The First Dig at Frontenac Island

Bone Deer Head Effigy from Frontenac Island. Source: Cadzow 1925

Bone effigy deer’s head found on Frontenac Island, NY. Source: Cadzow 1925, Figure 33.

The Frontenac Island site in Cayuga Lake, New York, was excavated by William Ritchie in 1939-1940, and then again several years later. The first professional excavations on the island, however, were conducted by Donald Cadzow for the Museum of the American Indian around the same time Ritchie was beginning to excavate the Lamoka Lake site.
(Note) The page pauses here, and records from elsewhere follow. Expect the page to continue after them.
//! Right-hand side gather and scatter across the depth dimension.
//!
//! The variable-length gather concatenates each layer's compacted block one
//! after the other, which is layer-block-major order: all columns of layer 0,
//! then all columns of layer 1, and so on. The coordinating layer re-blocks
//! that buffer into true column-major order with leading dimension equal to
//! the consolidated row count, so layer `z` occupies rows
//! `[row_disp[z], row_disp[z + 1])` of every column. The scatter applies the
//! exact inverse.

use strata_comm::{Communicator, Element, GridTopology, COORDINATOR};

use super::plan::LayerPlan;
use super::RedistributeError;
use crate::dense::{copy_block, DenseBlock};
use crate::matrix::{MatrixError, RowBlockMatrix};

/// Gather right-hand sides onto the coordinating layer.
///
/// `b` holds one row per local row of `a` and may use any leading dimension.
/// Collective over the depth communicator. Returns a column-major block with
/// `ld` equal to the consolidated row count on layer 0, `None` elsewhere.
pub fn gather_rhs<V, T: Element, G: GridTopology>(
    a: &RowBlockMatrix<V>,
    b: &DenseBlock<T>,
    grid: &G,
) -> Result<Option<DenseBlock<T>>, RedistributeError> {
    check_aligned(a, b)?;
    let plan = LayerPlan::collect(grid.depth(), a.nnz_loc(), a.m_loc())?;
    gather_rhs_planned(plan.as_ref(), b, grid)
}

/// Scatter consolidated right-hand sides (typically the solution) back to
/// every layer, writing into the caller's `b` at its own stride.
///
/// `a` and `b` are this process's 3-D block and its right-hand side block;
/// `consolidated` is `Some((a2d, b2d))` on the coordinating layer and `None`
/// elsewhere. Collective over the depth communicator.
pub fn scatter_rhs<V, T: Element, G: GridTopology>(
    consolidated: Option<(&RowBlockMatrix<V>, &DenseBlock<T>)>,
    a: &RowBlockMatrix<V>,
    b: &mut DenseBlock<T>,
    grid: &G,
) -> Result<(), RedistributeError> {
    check_aligned(a, b)?;
    let nrhs = b.ncols();
    if grid.is_coordinator() {
        let Some((a2d, b2d)) = consolidated else {
            return Err(MatrixError::invalid(
                "consolidated",
                "the coordinating layer must supply the consolidated matrix and block",
            )
            .into());
        };
        check_aligned(a2d, b2d)?;
        if b2d.ncols() != nrhs {
            return Err(MatrixError::invalid(
                "b2d",
                format!("{} columns but the local block has {nrhs}", b2d.ncols()),
            )
            .into());
        }
    }

    let plan = LayerPlan::collect(grid.depth(), a.nnz_loc(), a.m_loc())?;

    let staged = match (plan.as_ref(), consolidated) {
        (Some(plan), Some((_, b2d))) => {
            if plan.total_rows() != b2d.nrows() {
                return Err(MatrixError::invalid(
                    "b2d",
                    format!(
                        "{} rows but the layers own {} in total",
                        b2d.nrows(),
                        plan.total_rows()
                    ),
                )
                .into());
            }
            Some((layer_block_major(plan, b2d), plan.rhs(nrhs)))
        }
        _ => None,
    };

    let compact = grid.depth().scatterv(
        staged.as_ref().map(|(data, layout)| (data.as_slice(), layout)),
        a.m_loc() * nrhs,
        COORDINATOR,
    )?;
    b.copy_from_compact(&compact)?;
    Ok(())
}

pub(crate) fn gather_rhs_planned<T: Element, G: GridTopology>(
    plan: Option<&LayerPlan>,
    b: &DenseBlock<T>,
    grid: &G,
) -> Result<Option<DenseBlock<T>>, RedistributeError> {
    let nrhs = b.ncols();
    let layout = plan.map(|p| p.rhs(nrhs));
    let stacked = grid
        .depth()
        .gatherv(&b.to_compact(), layout.as_ref(), COORDINATOR)?;

    let (Some(plan), Some(stacked)) = (plan, stacked) else {
        return Ok(None);
    };

    let m2d = plan.total_rows();
    let mut data = Vec::with_capacity(m2d * nrhs);
    for j in 0..nrhs {
        for z in 0..plan.layers() {
            let rows = plan.rows().count(z);
            let start = nrhs * plan.rows().offset(z) + j * rows;
            data.extend_from_slice(&stacked[start..start + rows]);
        }
    }
    Ok(Some(DenseBlock::new(m2d, nrhs, m2d.max(1), data)?))
}

/// Copy a column-major consolidated block into layer-block-major order, each
/// layer's rows compacted with stride equal to its own row count.
fn layer_block_major<T: Element>(plan: &LayerPlan, b2d: &DenseBlock<T>) -> Vec<T> {
    let nrhs = b2d.ncols();
    let mut staged = b2d.to_compact();
    let src = b2d.as_slice();
    for z in 0..plan.layers() {
        let rows = plan.rows().count(z);
        let first = plan.rows().offset(z);
        let dst = &mut staged[nrhs * first..nrhs * (first + rows)];
        let src = &src[first.min(src.len())..];
        copy_block(rows, nrhs, dst, rows, src, b2d.ld());
    }
    staged
}

fn check_aligned<V, T: Element>(
    a: &RowBlockMatrix<V>,
    b: &DenseBlock<T>,
) -> Result<(), MatrixError> {
    if b.nrows() != a.m_loc() {
        return Err(MatrixError::invalid(
            "b",
            format!("{} rows for a block with m_loc = {}", b.nrows(), a.m_loc()),
        ));
    }
    Ok(())
}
“For many years Cayuga county, New York, has been a happy hunting-ground for commercial pothunters and local diggers,” Cadzow wrote,  but Frontenac Island had “been protected for many years by public-spirited citizens living nearby.” (p. 56, 58) Cadzow received permission from the island’s owners (the village of Union Springs) to dig on the island, beginning in late July 1924. Excavations were limited, but finds included pottery and human burials. Included with one of the burials were four stone plummets, one winged bannerstone, a bone animal effigy interpreted as a deer’s head, three beaver incisors, one notched point, three antler flakers, two bone “arrowpoints” (one looks harpoon-like) and the left humerus of a swan, which had been cut and polished and perforated.

Frontenac Island Bone Points. Source: Cadzow 1925

Bone “arrowpoints’ from Frontenac Island, NY. Source: Cadzow 1925, Figure 35.

Frontenac Island. Source: Cadzow 1925

Frontenac Island. Source: Cadzow 1925.

Reference:

Cadzow, Donald

1925  Prehistoric Algonkian Burial Site in Cayuga County, New York. Museum of the American Indian, Heye Foundation Indian Notes 2(1):56-63.